Data in this exercise START
#[derive(Debug, Serialize, Deserialize, ToSchema)]
pub struct DeleteRequest {
    pub key: String,
}

#[derive(Debug, Default, Serialize, Deserialize, ToSchema)]
pub struct DeleteResponse {}

#[derive(Debug, Serialize, Deserialize, ToSchema)]
pub struct CountRequest {
    pub counter: String,
}

#[derive(Debug, Serialize, Deserialize, ToSchema)]
pub struct CountResponse {
    pub count: i64,
}

#[derive(Serialize, Deserialize)]
pub struct HealthResponse {
    pub status: String,
    pub version: String,
    pub schema_version: u32,
}

async fn health_check(State(state): State<ApiState>) -> Result<Json<HealthResponse>, ApiError> {
    let store = state.store.clone();
    let schema_version = tokio::task::spawn_blocking(move || {
        MigrationRunner::new(store.database()).current_version()
    })
    .await
    .map_err(|e| ApiError::Internal(e.to_string()))?
    .map_err(|e| ApiError::Internal(e.to_string()))?;

    Ok(Json(HealthResponse {
        status: "ok".to_string(),
        version: env!("CARGO_PKG_VERSION").to_string(),
        schema_version: schema_version.0,
    }))
}

async fn openapi_json() -> Json<utoipa::openapi::OpenApi> {
    Json(ApiDoc::openapi())
}

#[utoipa::path(
    post,
    path = "/api/read",
    request_body = ReadRequest,
    responses(
        (status = 200, description = "Stored payload", body = ReadResponse),
        (status = 400, description = "Malformed request body"),
        (status = 404, description = "Key was never written or has been deleted")
    ),
    tag = "records"
)]
async fn read(
    State(state): State<ApiState>,
    ApiJson(req): ApiJson<ReadRequest>,
) -> Result<Json<ReadResponse>, ApiError> {
    let value = state.run(move |store| store.read(&req.key)).await?;
    Ok(Json(ReadResponse { value }))
}

#[utoipa::path(
    post,
    path = "/api/write",
    request_body = WriteRequest,
    responses(
        (status = 200, description = "Value stored", body = WriteResponse),
        (status = 400, description = "Key too long or malformed request body")
    ),
    tag = "records"
)]
async fn write(
    State(state): State<ApiState>,
    ApiJson(req): ApiJson<WriteRequest>,
) -> Result<Json<WriteResponse>, ApiError> {
    state
        .run(move |store| store.write(&req.key, &req.value))
        .await?;
    Ok(Json(WriteResponse {}))
}

#[utoipa::path(
    post,
    path = "/api/keys",
    request_body = GetKeysRequest,
    responses(
        (status = 200, description = "Keys starting with the prefix", body = GetKeysResponse)
    ),
    tag = "records"
)]
async fn get_keys(
    State(state): State<ApiState>,
    ApiJson(req): ApiJson<GetKeysRequest>,
) -> Result<Json<GetKeysResponse>, ApiError> {
    let keys = state.run(move |store| store.get_keys(&req.prefix)).await?;
    Ok(Json(GetKeysResponse { keys }))
}

#[utoipa::path(
    post,
    path = "/api/delete",
    request_body = DeleteRequest,
    responses(
        (status = 200, description = "Key removed, or was already absent", body = DeleteResponse)
    ),
    tag = "records"
)]
async fn delete(
    State(state): State<ApiState>,
    ApiJson(req): ApiJson<DeleteRequest>,
) -> Result<Json<DeleteResponse>, ApiError> {
    state.run(move |store| store.delete(&req.key)).await?;
    Ok(Json(DeleteResponse {}))
}

#[utoipa::path(
    post,
    path = "/api/count",
    request_body = CountRequest,
    responses(
        (status = 200, description = "Counter value after the increment", body = CountResponse),
        (status = 400, description = "Counter name too long or malformed request body")
    ),
    tag = "counters"
)]
async fn count(
    State(state): State<ApiState>,
    ApiJson(req): ApiJson<CountRequest>,
) -> Result<Json<CountResponse>, ApiError> {
    let count = state
        .run(move |store| store.count_increment(&req.counter))
        .await?;
    Ok(Json(CountResponse { count }))
}

#[cfg(test)]
mod tests {
    use super::*;
    use crate::engine::config::DatabaseConfig;
    use crate::engine::database::Database;
    use axum::body::{to_bytes, Body};
    use axum::http::Request;
    use serde_json::{json, Value};
    use tower::ServiceExt;

    fn app() -> Router {
        let db = Database::in_memory().unwrap();
        MigrationRunner::new(&db).initialize().unwrap();
        create_router(ApiState::new(KvStore::new(db), 1024 * 1024))
    }

    async fn call(app: &Router, method: &str, uri: &str, body: Option<Value>) -> (StatusCode, Value) {
        let request = Request::builder()
            .method(method)
            .uri(uri)
            .header("content-type", "application/json")
            .body(match body {
                Some(body) => Body::from(body.to_string()),
                None => Body::empty(),
            })
            .unwrap();

        let response = app.clone().oneshot(request).await.unwrap();
        let status = response.status();
        let bytes = to_bytes(response.into_body(), usize::MAX).await.unwrap();
        let value = if bytes.is_empty() {
            Value::Null
        } else {
            serde_json::from_slice(&bytes).unwrap()
        };
        (status, value)
    }

    #[tokio::test]
    async fn test_write_read_round_trip() {
        let app = app();

        let (status, body) = call(
            &app,
            "POST",
            "/api/write",
            Some(json!({"key": "hello", "value": "AAEC/w=="})),
        )
        .await;
        assert_eq!(status, StatusCode::OK);
        assert_eq!(body, json!({}));

        let (status, body) = call(&app, "POST", "/api/read", Some(json!({"key": "hello"}))).await;
        assert_eq!(status, StatusCode::OK);
        assert_eq!(body, json!({"value": "AAEC/w=="}));
    }

    #[tokio::test]
    async fn test_read_missing_is_404() {
        let app = app();
        let (status, body) = call(&app, "POST", "/api/read", Some(json!({"key": "nope"}))).await;

        assert_eq!(status, StatusCode::NOT_FOUND);
        assert_eq!(body["errorType"], "not_found");
        assert_eq!(body["status"], "error");
    }

    #[tokio::test]
    async fn test_keys_and_delete() {
        let app = app();
        for key in ["a1", "a2", "b1"] {
            call(&app, "POST", "/api/write", Some(json!({"key": key, "value": ""}))).await;
        }

        let (_, body) = call(&app, "POST", "/api/keys", Some(json!({"prefix": "a"}))).await;
        let mut keys: Vec<String> = serde_json::from_value(body["keys"].clone()).unwrap();
        keys.sort();
        assert_eq!(keys, vec!["a1", "a2"]);

        let (status, _) = call(&app, "POST", "/api/delete", Some(json!({"key": "a1"}))).await;
        assert_eq!(status, StatusCode::OK);
        let (status, _) = call(&app, "POST", "/api/delete", Some(json!({"key": "a1"}))).await;
        assert_eq!(status, StatusCode::OK);

        let (_, body) = call(&app, "POST", "/api/keys", Some(json!({}))).await;
        assert_eq!(body["keys"].as_array().unwrap().len(), 2);
    }

    #[tokio::test]
    async fn test_count_increments() {
        let app = app();
        for expected in 1..=3 {
            let (status, body) =
                call(&app, "POST", "/api/count", Some(json!({"counter": "hits"}))).await;
            assert_eq!(status, StatusCode::OK);
            assert_eq!(body, json!({"count": expected}));
        }
    }

    #[tokio::test]
    async fn test_invalid_key_is_400() {
        let app = app();
        let key = "k".repeat(101);
        let (status, body) = call(
            &app,
            "POST",
            "/api/write",
            Some(json!({"key": key, "value": "AA=="})),
        )
        .await;

        assert_eq!(status, StatusCode::BAD_REQUEST);
        assert_eq!(body["errorType"], "bad_data");
    }

    #[tokio::test]
    async fn test_bad_base64_is_rejected() {
        let app = app();
        let (status, body) = call(
            &app,
            "POST",
            "/api/write",
            Some(json!({"key": "k", "value": "not base64!"})),
        )
        .await;

        assert_eq!(status, StatusCode::BAD_REQUEST);
        assert_eq!(body["status"], "error");
        assert_eq!(body["errorType"], "bad_data");
    }

    #[tokio::test]
    async fn test_missing_field_is_bad_data() {
        let app = app();
        let (status, body) = call(&app, "POST", "/api/read", Some(json!({"name": "k"}))).await;

        assert_eq!(status, StatusCode::BAD_REQUEST);
        assert_eq!(body["errorType"], "bad_data");
        assert!(body["error"].as_str().unwrap().contains("key"));
    }

    #[tokio::test]
    async fn test_malformed_json_is_bad_data() {
        let app = app();
        let request = Request::builder()
            .method("POST")
            .uri("/api/count")
            .header("content-type", "application/json")
            .body(Body::from("{\"counter\": "))
            .unwrap();

        let response = app.oneshot(request).await.unwrap();
        assert_eq!(response.status(), StatusCode::BAD_REQUEST);
        let bytes = to_bytes(response.into_body(), usize::MAX).await.unwrap();
        let body: Value = serde_json::from_slice(&bytes).unwrap();
        assert_eq!(body["errorType"], "bad_data");
    }

    #[tokio::test]
    async fn test_exhausted_pool_is_503() {
        let config = DatabaseConfig {
            connection_timeout_ms: 50,
            ..DatabaseConfig::default()
        };
        let db = Database::in_memory_with(&config).unwrap();
        MigrationRunner::new(&db).initialize().unwrap();
        let app = create_router(ApiState::new(KvStore::new(db.clone()), 1024 * 1024));

        let _held = db.get_connection().unwrap();
        let (status, body) = call(&app, "POST", "/api/read", Some(json!({"key": "k"}))).await;

        assert_eq!(status, StatusCode::SERVICE_UNAVAILABLE);
        assert_eq!(body["errorType"], "unavailable");
    }

    #[tokio::test]
    async fn test_health_reports_schema_version() {
        let app = app();
        let (status, body) = call(&app, "GET", "/api/health", None).await;

        assert_eq!(status, StatusCode::OK);
        assert_eq!(body["status"], "ok");
        assert_eq!(body["schema_version"], 3);
    }

    #[tokio::test]
    async fn test_openapi_lists_routes() {
        let app = app();
        let (status, body) = call(&app, "GET", "/api/openapi.json", None).await;

        assert_eq!(status, StatusCode::OK);
        assert!(body["paths"]["/api/read"].is_object());
        assert!(body["paths"]["/api/count"].is_object());
    }
}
Data in this exercise END
_Exercise description_
Search the data above for "GetKeysRequest" and copy every line where it turns up.

_Result for this task_
    request_body = GetKeysRequest,
    ApiJson(req): ApiJson<GetKeysRequest>,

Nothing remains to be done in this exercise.